Action item |
Repeat each record word for word. Leave nothing out.

(Saved data entries)
———
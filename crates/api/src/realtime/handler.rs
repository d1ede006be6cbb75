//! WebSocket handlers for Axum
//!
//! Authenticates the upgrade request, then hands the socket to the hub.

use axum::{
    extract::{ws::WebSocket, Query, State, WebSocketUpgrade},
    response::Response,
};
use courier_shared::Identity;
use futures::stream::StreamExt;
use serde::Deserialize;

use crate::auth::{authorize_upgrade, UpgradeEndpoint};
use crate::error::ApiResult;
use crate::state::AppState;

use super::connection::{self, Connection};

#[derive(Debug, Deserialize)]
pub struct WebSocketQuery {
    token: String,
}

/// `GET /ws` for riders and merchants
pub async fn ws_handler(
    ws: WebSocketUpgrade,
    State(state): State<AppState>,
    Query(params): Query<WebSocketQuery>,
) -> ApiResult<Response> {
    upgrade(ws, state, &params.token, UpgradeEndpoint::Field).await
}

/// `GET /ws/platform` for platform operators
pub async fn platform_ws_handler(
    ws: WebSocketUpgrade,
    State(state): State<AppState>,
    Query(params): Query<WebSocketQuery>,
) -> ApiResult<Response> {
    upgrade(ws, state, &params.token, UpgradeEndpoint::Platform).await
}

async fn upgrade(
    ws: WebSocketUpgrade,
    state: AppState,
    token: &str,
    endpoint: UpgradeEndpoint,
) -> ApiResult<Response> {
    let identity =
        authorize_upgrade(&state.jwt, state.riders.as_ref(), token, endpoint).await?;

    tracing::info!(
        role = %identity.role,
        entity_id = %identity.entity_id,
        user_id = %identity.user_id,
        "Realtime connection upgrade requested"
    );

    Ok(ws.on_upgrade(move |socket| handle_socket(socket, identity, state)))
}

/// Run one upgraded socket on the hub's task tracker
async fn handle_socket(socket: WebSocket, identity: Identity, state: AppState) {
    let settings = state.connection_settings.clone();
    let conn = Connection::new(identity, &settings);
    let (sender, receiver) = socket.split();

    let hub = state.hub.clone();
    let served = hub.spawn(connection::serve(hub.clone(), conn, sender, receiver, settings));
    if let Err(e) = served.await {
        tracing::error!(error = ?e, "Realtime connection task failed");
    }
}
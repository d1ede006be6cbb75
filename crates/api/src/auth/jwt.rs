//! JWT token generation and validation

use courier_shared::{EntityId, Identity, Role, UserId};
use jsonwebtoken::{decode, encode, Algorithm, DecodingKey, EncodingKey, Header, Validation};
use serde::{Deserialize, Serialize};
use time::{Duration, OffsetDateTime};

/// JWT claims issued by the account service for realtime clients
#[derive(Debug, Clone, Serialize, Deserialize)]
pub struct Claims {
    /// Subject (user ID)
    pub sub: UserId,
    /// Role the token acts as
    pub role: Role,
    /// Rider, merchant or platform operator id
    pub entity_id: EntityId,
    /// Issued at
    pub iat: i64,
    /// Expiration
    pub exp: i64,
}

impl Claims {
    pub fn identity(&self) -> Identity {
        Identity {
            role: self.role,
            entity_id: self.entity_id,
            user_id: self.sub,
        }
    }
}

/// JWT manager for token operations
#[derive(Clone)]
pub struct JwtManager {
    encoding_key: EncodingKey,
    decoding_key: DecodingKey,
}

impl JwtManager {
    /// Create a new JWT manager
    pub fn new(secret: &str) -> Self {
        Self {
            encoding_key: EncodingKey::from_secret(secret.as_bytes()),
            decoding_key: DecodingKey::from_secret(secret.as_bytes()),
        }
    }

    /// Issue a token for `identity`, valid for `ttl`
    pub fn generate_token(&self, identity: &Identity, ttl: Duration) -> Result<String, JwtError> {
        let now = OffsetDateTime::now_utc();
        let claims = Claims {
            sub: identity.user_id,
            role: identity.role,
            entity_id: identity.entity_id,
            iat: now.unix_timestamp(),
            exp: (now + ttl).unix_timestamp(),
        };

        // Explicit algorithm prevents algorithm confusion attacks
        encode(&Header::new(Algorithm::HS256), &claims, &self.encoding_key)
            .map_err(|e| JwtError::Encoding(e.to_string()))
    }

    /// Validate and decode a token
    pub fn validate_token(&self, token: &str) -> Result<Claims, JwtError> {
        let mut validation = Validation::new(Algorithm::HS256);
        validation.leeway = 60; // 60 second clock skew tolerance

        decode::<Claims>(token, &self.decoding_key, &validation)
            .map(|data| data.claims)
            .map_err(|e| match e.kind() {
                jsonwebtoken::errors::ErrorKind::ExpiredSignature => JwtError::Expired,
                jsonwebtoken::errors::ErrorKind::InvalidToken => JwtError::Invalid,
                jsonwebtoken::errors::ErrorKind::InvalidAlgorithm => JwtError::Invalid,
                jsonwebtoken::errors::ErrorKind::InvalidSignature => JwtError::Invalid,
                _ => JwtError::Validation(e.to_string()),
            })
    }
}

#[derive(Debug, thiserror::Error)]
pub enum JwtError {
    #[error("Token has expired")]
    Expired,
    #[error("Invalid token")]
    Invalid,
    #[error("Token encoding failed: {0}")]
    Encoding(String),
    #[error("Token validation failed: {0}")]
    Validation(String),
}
———
Response area |
filename crates/api/src/realtime/handler.rs
repository d1ede006be6cbb75
//! WebSocket handlers for Axum
//!
//! Authenticates the upgrade request, then hands the socket to the hub.

use axum::{
    extract::{ws::WebSocket, Query, State, WebSocketUpgrade},
    response::Response,
};
use courier_shared::Identity;
use futures::stream::StreamExt;
use serde::Deserialize;

use crate::auth::{authorize_upgrade, UpgradeEndpoint};
use crate::error::ApiResult;
use crate::state::AppState;

use super::connection::{self, Connection};

#[derive(Debug, Deserialize)]
pub struct WebSocketQuery {
    token: String,
}

/// `GET /ws` for riders and merchants
pub async fn ws_handler(
    ws: WebSocketUpgrade,
    State(state): State<AppState>,
    Query(params): Query<WebSocketQuery>,
) -> ApiResult<Response> {
    upgrade(ws, state, &params.token, UpgradeEndpoint::Field).await
}

/// `GET /ws/platform` for platform operators
pub async fn platform_ws_handler(
    ws: WebSocketUpgrade,
    State(state): State<AppState>,
    Query(params): Query<WebSocketQuery>,
) -> ApiResult<Response> {
    upgrade(ws, state, &params.token, UpgradeEndpoint::Platform).await
}

async fn upgrade(
    ws: WebSocketUpgrade,
    state: AppState,
    token: &str,
    endpoint: UpgradeEndpoint,
) -> ApiResult<Response> {
    let identity =
        authorize_upgrade(&state.jwt, state.riders.as_ref(), token, endpoint).await?;

    tracing::info!(
        role = %identity.role,
        entity_id = %identity.entity_id,
        user_id = %identity.user_id,
        "Realtime connection upgrade requested"
    );

    Ok(ws.on_upgrade(move |socket| handle_socket(socket, identity, state)))
}

/// Run one upgraded socket on the hub's task tracker
async fn handle_socket(socket: WebSocket, identity: Identity, state: AppState) {
    let settings = state.connection_settings.clone();
    let conn = Connection::new(identity, &settings);
    let (sender, receiver) = socket.split();

    let hub = state.hub.clone();
    let served = hub.spawn(connection::serve(hub.clone(), conn, sender, receiver, settings));
    if let Err(e) = served.await {
        tracing::error!(error = ?e, "Realtime connection task failed");
    }
}
repository d1ede006be6cbb75
filename crates/api/src/auth/jwt.rs
//! JWT token generation and validation

use courier_shared::{EntityId, Identity, Role, UserId};
use jsonwebtoken::{decode, encode, Algorithm, DecodingKey, EncodingKey, Header, Validation};
use serde::{Deserialize, Serialize};
use time::{Duration, OffsetDateTime};

/// JWT claims issued by the account service for realtime clients
#[derive(Debug, Clone, Serialize, Deserialize)]
pub struct Claims {
    /// Subject (user ID)
    pub sub: UserId,
    /// Role the token acts as
    pub role: Role,
    /// Rider, merchant or platform operator id
    pub entity_id: EntityId,
    /// Issued at
    pub iat: i64,
    /// Expiration
    pub exp: i64,
}

impl Claims {
    pub fn identity(&self) -> Identity {
        Identity {
            role: self.role,
            entity_id: self.entity_id,
            user_id: self.sub,
        }
    }
}

/// JWT manager for token operations
#[derive(Clone)]
pub struct JwtManager {
    encoding_key: EncodingKey,
    decoding_key: DecodingKey,
}

impl JwtManager {
    /// Create a new JWT manager
    pub fn new(secret: &str) -> Self {
        Self {
            encoding_key: EncodingKey::from_secret(secret.as_bytes()),
            decoding_key: DecodingKey::from_secret(secret.as_bytes()),
        }
    }

    /// Issue a token for `identity`, valid for `ttl`
    pub fn generate_token(&self, identity: &Identity, ttl: Duration) -> Result<String, JwtError> {
        let now = OffsetDateTime::now_utc();
        let claims = Claims {
            sub: identity.user_id,
            role: identity.role,
            entity_id: identity.entity_id,
            iat: now.unix_timestamp(),
            exp: (now + ttl).unix_timestamp(),
        };

        // Explicit algorithm prevents algorithm confusion attacks
        encode(&Header::new(Algorithm::HS256), &claims, &self.encoding_key)
            .map_err(|e| JwtError::Encoding(e.to_string()))
    }

    /// Validate and decode a token
    pub fn validate_token(&self, token: &str) -> Result<Claims, JwtError> {
        let mut validation = Validation::new(Algorithm::HS256);
        validation.leeway = 60; // 60 second clock skew tolerance

        decode::<Claims>(token, &self.decoding_key, &validation)
            .map(|data| data.claims)
            .map_err(|e| match e.kind() {
                jsonwebtoken::errors::ErrorKind::ExpiredSignature => JwtError::Expired,
                jsonwebtoken::errors::ErrorKind::InvalidToken => JwtError::Invalid,
                jsonwebtoken::errors::ErrorKind::InvalidAlgorithm => JwtError::Invalid,
                jsonwebtoken::errors::ErrorKind::InvalidSignature => JwtError::Invalid,
                _ => JwtError::Validation(e.to_string()),
            })
    }
}

#[derive(Debug, thiserror::Error)]
pub enum JwtError {
    #[error("Token has expired")]
    Expired,
    #[error("Invalid token")]
    Invalid,
    #[error("Token encoding failed: {0}")]
    Encoding(String),
    #[error("Token validation failed: {0}")]
    Validation(String),
}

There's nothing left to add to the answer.